● WHAT THE EXERCISE ASKS
The lines to find are those in the entries that hold the word "clicked"; copy every one of them.

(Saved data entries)

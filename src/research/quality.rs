use chrono::{Datelike, Utc};
use serde::Deserialize;
use std::collections::HashSet;
use std::sync::Arc;
use tracing::{info, warn};

use super::extractor::truncate_chars;
use super::types::{Fact, QualityEvaluation};
use crate::prompts::{QUALITY_EVALUATOR_PROMPT, QUERY_REFINER_PROMPT};
use crate::providers::{GenerationRequest, GenerationTask, TextGenerator};

/// Facts shown to the evaluator.
const EVAL_FACT_LIMIT: usize = 30;
const EVAL_FACT_CHARS: usize = 200;
/// Sources shown to the evaluator.
const EVAL_SOURCE_LIMIT: usize = 20;
/// Facts shown to the query refiner.
const REFINE_FACT_LIMIT: usize = 15;
const REFINE_FACT_CHARS: usize = 150;
/// Refined queries used per iteration.
pub const MAX_REFINED_QUERIES: usize = 3;

#[derive(Debug, Deserialize)]
struct RefinedQueries {
    #[serde(default)]
    refined_queries: Vec<String>,
}

/// Scores a step's gathered facts and proposes gap-filling queries.
pub struct QualityEvaluator {
    generator: Arc<dyn TextGenerator>,
    threshold: f64,
}

impl QualityEvaluator {
    pub fn new(generator: Arc<dyn TextGenerator>, threshold: f64) -> Self {
        Self {
            generator,
            threshold,
        }
    }

    pub fn threshold(&self) -> f64 {
        self.threshold
    }

    /// Evaluate the cumulative facts of one step.
    ///
    /// The returned evaluation is always normalized against the configured
    /// threshold. Evaluator failure yields [`QualityEvaluation::conservative_default`].
    pub async fn evaluate(
        &self,
        objective: &str,
        facts: &[Fact],
        sources: &[String],
        iteration: u32,
    ) -> QualityEvaluation {
        let facts_summary = facts
            .iter()
            .take(EVAL_FACT_LIMIT)
            .map(|f| {
                format!(
                    "- {} [Source: {}]",
                    truncate_chars(&f.text, EVAL_FACT_CHARS),
                    f.source
                )
            })
            .collect::<Vec<_>>()
            .join("\n");
        let sources_summary = sources
            .iter()
            .take(EVAL_SOURCE_LIMIT)
            .map(|s| format!("- {}", s))
            .collect::<Vec<_>>()
            .join("\n");

        let prompt = format!(
            "Current year: {}\n\n--- STEP OBJECTIVE ---\n{}\n\n--- ITERATION ---\n{}\n\n--- EXTRACTED FACTS ({} total) ---\n{}\n\n--- SOURCES USED ({} total) ---\n{}",
            Utc::now().year(),
            objective,
            iteration,
            facts.len(),
            facts_summary,
            sources.len(),
            sources_summary
        );
        let request =
            GenerationRequest::new(GenerationTask::Evaluate, QUALITY_EVALUATOR_PROMPT, prompt)
                .json()
                .with_temperature(0.3);

        match self
            .generator
            .generate(request)
            .await
            .and_then(|g| g.parse_json::<QualityEvaluation>())
        {
            Ok(evaluation) => {
                let evaluation = evaluation.normalize(self.threshold);
                info!(
                    iteration,
                    score = evaluation.overall_score,
                    completeness = evaluation.completeness,
                    technical_depth = evaluation.technical_depth,
                    source_quality = evaluation.source_quality,
                    recency = evaluation.recency,
                    threshold_met = evaluation.threshold_met,
                    "Quality evaluated"
                );
                evaluation
            }
            Err(e) => {
                warn!(iteration, error = %e, "Quality evaluation failed, using conservative default");
                QualityEvaluation::conservative_default()
            }
        }
    }

    /// New queries targeting `missing_aspects`, excluding anything in `tried`.
    ///
    /// Falls back to a single generic query when generation fails. May return
    /// an empty list when every candidate was already tried.
    pub async fn refine_queries(
        &self,
        objective: &str,
        facts: &[Fact],
        missing_aspects: &[String],
        tried: &[String],
    ) -> Vec<String> {
        let facts_brief = facts
            .iter()
            .take(REFINE_FACT_LIMIT)
            .map(|f| format!("- {}", truncate_chars(&f.text, REFINE_FACT_CHARS)))
            .collect::<Vec<_>>()
            .join("\n");

        let prompt = format!(
            "--- STEP OBJECTIVE ---\n{}\n\n--- WHAT WE ALREADY FOUND ---\n{}\n\n--- WHAT'S STILL MISSING ---\n{}\n\n--- QUERIES ALREADY TRIED (DO NOT REPEAT) ---\n{}",
            objective,
            facts_brief,
            missing_aspects.join(", "),
            tried.join(", ")
        );
        let request =
            GenerationRequest::new(GenerationTask::RefineQueries, QUERY_REFINER_PROMPT, prompt)
                .json()
                .with_temperature(0.7);

        let candidates = match self
            .generator
            .generate(request)
            .await
            .and_then(|g| g.parse_json::<RefinedQueries>())
        {
            Ok(refined) => refined.refined_queries,
            Err(e) => {
                warn!(error = %e, "Query refinement failed, using fallback query");
                vec![format!("{} detailed implementation guide", objective)]
            }
        };

        filter_new_queries(candidates, tried)
    }
}

/// Drop empty, already-tried and duplicate queries; keep at most
/// [`MAX_REFINED_QUERIES`].
pub fn filter_new_queries(candidates: Vec<String>, tried: &[String]) -> Vec<String> {
    let mut seen: HashSet<String> = tried.iter().map(|q| normalize_query(q)).collect();

    candidates
        .into_iter()
        .map(|q| q.trim().to_string())
        .filter(|q| !q.is_empty() && seen.insert(normalize_query(q)))
        .take(MAX_REFINED_QUERIES)
        .collect()
}

fn normalize_query(query: &str) -> String {
    query
        .split_whitespace()
        .collect::<Vec<_>>()
        .join(" ")
        .to_lowercase()
}

#[cfg(test)]
mod tests {
    use super::*;
    use crate::error::ProviderError;
    use crate::providers::generation::MockTextGenerator;
    use crate::providers::Generation;
    use pretty_assertions::assert_eq;

    fn evaluator(response: Result<&'static str, ()>) -> QualityEvaluator {
        let mut generator = MockTextGenerator::new();
        generator.expect_generate().returning(move |_| match response {
            Ok(text) => Ok(Generation::text(text)),
            Err(()) => Err(ProviderError::Unavailable {
                message: "down".to_string(),
                retries: 3,
            }),
        });
        QualityEvaluator::new(Arc::new(generator), 0.7)
    }

    fn facts(n: usize) -> Vec<Fact> {
        (0..n)
            .map(|i| Fact::new(format!("fact {}", i), format!("https://s{}.org", i)))
            .collect()
    }

    #[tokio::test]
    async fn test_evaluate_recomputes_score() {
        let evaluator = evaluator(Ok(r#"{
            "completeness": 0.9, "technical_depth": 0.8, "source_quality": 0.9, "recency": 1.0,
            "overall_score": 0.1, "threshold_met": false, "missing_aspects": []
        }"#));
        let eval = evaluator.evaluate("obj", &facts(2), &[], 1).await;
        assert!((eval.overall_score - 0.88).abs() < 1e-9);
        assert!(eval.threshold_met);
    }

    #[tokio::test]
    async fn test_evaluate_failure_is_conservative() {
        let eval = evaluator(Err(())).evaluate("obj", &facts(1), &[], 1).await;
        assert_eq!(eval, QualityEvaluation::conservative_default());
    }

    #[tokio::test]
    async fn test_evaluate_empty_object_is_conservative() {
        let eval = evaluator(Ok("{}")).evaluate("obj", &facts(3), &[], 1).await;
        assert_eq!(eval, QualityEvaluation::conservative_default());
        assert!(!eval.threshold_met);
    }

    #[tokio::test]
    async fn test_evaluate_missing_dimension_is_conservative() {
        let evaluator = evaluator(Ok(
            r#"{"completeness": 1.0, "technical_depth": 1.0, "source_quality": 1.0}"#,
        ));
        let eval = evaluator.evaluate("obj", &facts(3), &[], 1).await;
        assert_eq!(eval, QualityEvaluation::conservative_default());
    }

    #[tokio::test]
    async fn test_evaluate_prompt_limits_facts_and_sources() {
        let mut generator = MockTextGenerator::new();
        generator.expect_generate().returning(|request| {
            assert!(request.prompt.contains("fact 29"));
            assert!(!request.prompt.contains("fact 30 "));
            assert!(request.prompt.contains("(45 total)"));
            assert!(request.prompt.contains("https://src19.org"));
            assert!(!request.prompt.contains("https://src20.org"));
            Ok(Generation::text(
                r#"{"completeness": 0.5, "technical_depth": 0.5, "source_quality": 0.5, "recency": 0.5}"#,
            ))
        });
        let evaluator = QualityEvaluator::new(Arc::new(generator), 0.7);
        let sources: Vec<String> = (0..25).map(|i| format!("https://src{}.org", i)).collect();
        evaluator.evaluate("obj", &facts(45), &sources, 2).await;
    }

    #[tokio::test]
    async fn test_refine_queries_filters_tried() {
        let evaluator = evaluator(Ok(
            r#"{"refined_queries": ["tokio scheduler", "Tokio  Scheduler internals", "tokio scheduler internals", "", "tokio budget", "tokio io driver"]}"#,
        ));
        let queries = evaluator
            .refine_queries("obj", &[], &["internals".to_string()], &["TOKIO scheduler".to_string()])
            .await;
        assert_eq!(
            queries,
            vec![
                "Tokio  Scheduler internals".to_string(),
                "tokio budget".to_string(),
                "tokio io driver".to_string()
            ]
        );
    }

    #[tokio::test]
    async fn test_refine_queries_fallback() {
        let queries = evaluator(Err(()))
            .refine_queries("Tokio runtime", &[], &["x".to_string()], &[])
            .await;
        assert_eq!(queries, vec!["Tokio runtime detailed implementation guide"]);
    }

    #[tokio::test]
    async fn test_refine_queries_fallback_already_tried() {
        let tried = vec!["Tokio runtime detailed implementation guide".to_string()];
        let queries = evaluator(Err(()))
            .refine_queries("Tokio runtime", &[], &["x".to_string()], &tried)
            .await;
        assert!(queries.is_empty());
    }
}
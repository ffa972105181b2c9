//! File system utilities

use anyhow::{anyhow, Result};
use std::fs;
use std::path::Path;

/// Create a directory (and parents) if it does not exist yet.
pub fn ensure_dir_exists(path: &Path) -> Result<()> {
    if !path.exists() {
        fs::create_dir_all(path)
            .map_err(|e| anyhow!("failed to create directory {}: {}", path.display(), e))?;
    }
    Ok(())
}

/// Extension of a filename, without the leading dot.
pub fn get_file_extension(filename: &str) -> Option<&str> {
    Path::new(filename).extension().and_then(|ext| ext.to_str())
}

/// Replace characters that are unsafe in filenames on common filesystems.
pub fn sanitize_filename(filename: &str) -> String {
    filename
        .chars()
        .map(|c| match c {
            '<' | '>' | ':' | '"' | '|' | '?' | '*' => '_',
            '/' | '\\' => '_',
            c if c.is_control() => '_',
            c => c,
        })
        .collect()
}
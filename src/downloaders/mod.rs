//! Downloader implementations

pub mod http_downloader;

pub use http_downloader::{AssetDownloader, Downloader};
//! Session driver
//!
//! Orchestrates one capture run end to end: browser launch, response
//! interception, navigation, play triggering (top level and embedded
//! frames), the bounded polling loop, and the final report.

use anyhow::{anyhow, Context, Result};
use chromiumoxide::cdp::browser_protocol::network::{
    EventRequestWillBeSent, EventResponseReceived,
};
use chromiumoxide::cdp::js_protocol::runtime::EventConsoleApiCalled;
use chromiumoxide::Page;
use futures::StreamExt;
use regex::Regex;
use std::sync::Arc;
use tokio::sync::Mutex;
use tokio::task::JoinHandle;
use tokio::time::{sleep, timeout};
use tracing::{debug, info, warn};

use crate::browser;
use crate::core::config::CaptureConfig;
use crate::core::discovery::Discovery;
use crate::core::models::SessionContext;
use crate::downloaders::AssetDownloader;
use crate::utils::file_utils::ensure_dir_exists;

/// Substrings that flag a request as potentially video-related, used only
/// for debug-mode traffic logging.
const TRAFFIC_HINTS: [&str; 6] = [".mp4", ".ts", ".m3u8", "video", "media", "stream"];

pub struct SessionDriver {
    config: CaptureConfig,
    discovery: Arc<Discovery>,
    manifest_re: Regex,
}

impl SessionDriver {
    pub fn new(config: CaptureConfig) -> Result<Self> {
        let downloader =
            AssetDownloader::new(&config.user_agent).context("failed to create HTTP client")?;
        let discovery = Arc::new(Discovery::new(Arc::new(downloader), &config));
        let manifest_re = Regex::new(r#"https?://[^"'\s]+\.m3u8[^"'\s]*"#)
            .expect("manifest regex is valid");

        Ok(Self {
            config,
            discovery,
            manifest_re,
        })
    }

    /// Run the capture session to completion.
    ///
    /// Only configuration problems (missing browser executable, no target
    /// URL) and browser launch failures are fatal; navigation and playback
    /// trouble degrade the session but never abort it.
    pub async fn run(&self) -> Result<()> {
        let target_url = self
            .config
            .target_url
            .clone()
            .ok_or_else(|| anyhow!("no target URL configured"))?;

        ensure_dir_exists(&self.config.output_dir)?;
        let executable = browser::resolve_browser_path(self.config.browser_path.as_deref())?;

        info!("launching browser...");
        let (mut chrome, handler_task) = browser::launch(&self.config, &executable).await?;

        let ctx = Arc::new(Mutex::new(SessionContext::new()));
        let mut listener_tasks: Vec<JoinHandle<()>> = Vec::new();

        let page = chrome
            .new_page("about:blank")
            .await
            .context("failed to open page")?;

        // Interception first, so responses fired during navigation are seen.
        listener_tasks.push(self.spawn_response_listener(&page, ctx.clone()).await?);
        if self.config.debug_mode {
            listener_tasks.push(spawn_request_listener(&page).await?);
            listener_tasks.push(spawn_console_listener(&page).await?);
        }

        self.navigate(&page, &target_url).await;
        self.start_playback(&page).await;

        // Embedded frames get the same treatment as the top-level page: the
        // frame URL is opened as its own page with its own listener.
        let mut frame_pages = Vec::new();
        for frame_url in browser::iframe_sources(&page).await {
            info!("opening embedded frame: {}", frame_url);
            match chrome.new_page(&frame_url).await {
                Ok(frame_page) => {
                    listener_tasks
                        .push(self.spawn_response_listener(&frame_page, ctx.clone()).await?);
                    if self.config.debug_mode {
                        listener_tasks.push(spawn_request_listener(&frame_page).await?);
                    }
                    self.start_playback(&frame_page).await;
                    frame_pages.push(frame_page);
                }
                Err(err) => warn!("failed to open frame {}: {}", frame_url, err),
            }
        }

        self.poll_for_media(&page, &frame_pages, &ctx).await;

        {
            let ctx = ctx.lock().await;
            self.write_report(&ctx).await?;
        }

        for task in listener_tasks {
            task.abort();
        }
        for frame_page in frame_pages {
            let _ = frame_page.close().await;
        }
        let _ = page.close().await;
        chrome.close().await.context("failed to close browser")?;
        handler_task.abort();

        info!("capture finished");
        Ok(())
    }

    /// Navigate with a bounded load timeout. Timeouts and navigation errors
    /// are logged and the session continues against whatever DOM loaded.
    async fn navigate(&self, page: &Page, target_url: &str) {
        info!("opening page: {}", target_url);

        let navigation = async {
            page.goto(target_url).await?;
            page.wait_for_navigation().await?;
            Ok::<(), chromiumoxide::error::CdpError>(())
        };

        match timeout(self.config.page_load_timeout(), navigation).await {
            Ok(Ok(())) => info!("page loaded"),
            Ok(Err(err)) => {
                warn!("page load failed: {err}; continuing to look for video elements")
            }
            Err(_) => warn!(
                "page load timed out after {}s; continuing to look for video elements",
                self.config.page_load_timeout_secs
            ),
        }
    }

    /// Fire the play triggers; failures are never fatal.
    async fn start_playback(&self, page: &Page) {
        match browser::trigger_playback(page).await {
            Ok(clicked) if clicked.is_empty() => info!("no play-like elements found"),
            Ok(clicked) => info!("triggered playback via {} selectors", clicked.len()),
            Err(err) => warn!("playback trigger failed: {err}"),
        }
    }

    /// Bounded polling loop: inspect the DOM of the main page and every
    /// opened frame, feed all candidates through the discovery loop, keep
    /// playback alive, and sleep until the next iteration.
    async fn poll_for_media(
        &self,
        page: &Page,
        frame_pages: &[Page],
        ctx: &Arc<Mutex<SessionContext>>,
    ) {
        let max_checks = self.config.max_checks();

        for check in 1..=max_checks {
            info!("[{}/{}] inspecting page for media...", check, max_checks);

            let mut candidates = browser::collect_media_urls(page).await;
            candidates.extend(browser::inline_script_manifests(page, &self.manifest_re).await);
            for frame_page in frame_pages {
                candidates.extend(browser::collect_media_urls(frame_page).await);
                candidates
                    .extend(browser::inline_script_manifests(frame_page, &self.manifest_re).await);
            }

            if candidates.is_empty() {
                debug!("no media elements found");
            }

            {
                let mut ctx = ctx.lock().await;
                for url in candidates {
                    self.discovery.handle_candidate(&mut ctx, &url).await;
                }
                if !ctx.video_links.is_empty() {
                    info!("captured {} complete video links so far", ctx.video_links.len());
                }
            }

            browser::nudge_playback(page).await;
            for frame_page in frame_pages {
                browser::nudge_playback(frame_page).await;
            }

            if check < max_checks {
                debug!("waiting {}s...", self.config.check_interval_secs);
                sleep(self.config.check_interval()).await;
            }
        }
    }

    /// Classify every intercepted response URL as it arrives.
    async fn spawn_response_listener(
        &self,
        page: &Page,
        ctx: Arc<Mutex<SessionContext>>,
    ) -> Result<JoinHandle<()>> {
        let mut events = page
            .event_listener::<EventResponseReceived>()
            .await
            .context("failed to register response listener")?;

        let discovery = self.discovery.clone();
        let debug_mode = self.config.debug_mode;

        Ok(tokio::spawn(async move {
            while let Some(event) = events.next().await {
                let url = event.response.url.clone();
                let mime = event.response.mime_type.clone();

                if debug_mode && looks_video_related(&url) {
                    debug!("potential video response: {} ({})", url, mime);
                }

                let mut ctx = ctx.lock().await;
                discovery.handle_candidate(&mut ctx, &url).await;
            }
        }))
    }

    /// Persist the link list, log the run summary, and print assembly hints
    /// for discovered HLS streams.
    async fn write_report(&self, ctx: &SessionContext) -> Result<()> {
        info!("captured {} complete video links in total", ctx.video_links.len());

        if !ctx.video_links.is_empty() {
            let lines: Vec<&str> = ctx.video_links.iter().collect();
            tokio::fs::write(&self.config.output_list, lines.join("\n"))
                .await
                .with_context(|| {
                    format!("failed to write link list {:?}", self.config.output_list)
                })?;
            info!("video links saved to {}", self.config.output_list.display());
        } else {
            info!("no complete video links found");
        }

        info!("downloaded {} video files", ctx.video_files.len());
        for file in &ctx.video_files {
            println!("- {}", file.display());
        }

        if !ctx.hls_streams.is_empty() {
            info!("discovered {} HLS streams", ctx.hls_streams.len());
            println!("To assemble an HLS stream into a single file, use ffmpeg:");
            for (index, stream) in ctx.hls_streams.iter().enumerate() {
                println!(
                    "ffmpeg -i \"{}\" -c copy \"{}/hls_video_{}.mp4\"",
                    stream.playlist_path.display(),
                    self.config.output_dir.display(),
                    index + 1
                );
            }
        }

        Ok(())
    }
}

/// Log video-related outgoing request URLs. Registered in debug mode only;
/// the response side is hinted from the response listener.
async fn spawn_request_listener(page: &Page) -> Result<JoinHandle<()>> {
    let mut events = page
        .event_listener::<EventRequestWillBeSent>()
        .await
        .context("failed to register request listener")?;

    Ok(tokio::spawn(async move {
        while let Some(event) = events.next().await {
            if looks_video_related(&event.request.url) {
                debug!("potential video request: {}", event.request.url);
            }
        }
    }))
}

/// Log browser console messages, for debugging pages that resist playback.
async fn spawn_console_listener(page: &Page) -> Result<JoinHandle<()>> {
    let mut events = page
        .event_listener::<EventConsoleApiCalled>()
        .await
        .context("failed to register console listener")?;

    Ok(tokio::spawn(async move {
        while let Some(event) = events.next().await {
            let message: Vec<String> = event
                .args
                .iter()
                .filter_map(|arg| arg.value.as_ref().map(|v| v.to_string()))
                .collect();
            debug!("browser console: {}", message.join(" "));
        }
    }))
}

fn looks_video_related(url: &str) -> bool {
    TRAFFIC_HINTS.iter().any(|hint| url.contains(hint))
}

● SOLUTION TO THIS EXERCISE
            Ok(clicked) if clicked.is_empty() => info!("no play-like elements found"),
            Ok(clicked) => info!("triggered playback via {} selectors", clicked.len()),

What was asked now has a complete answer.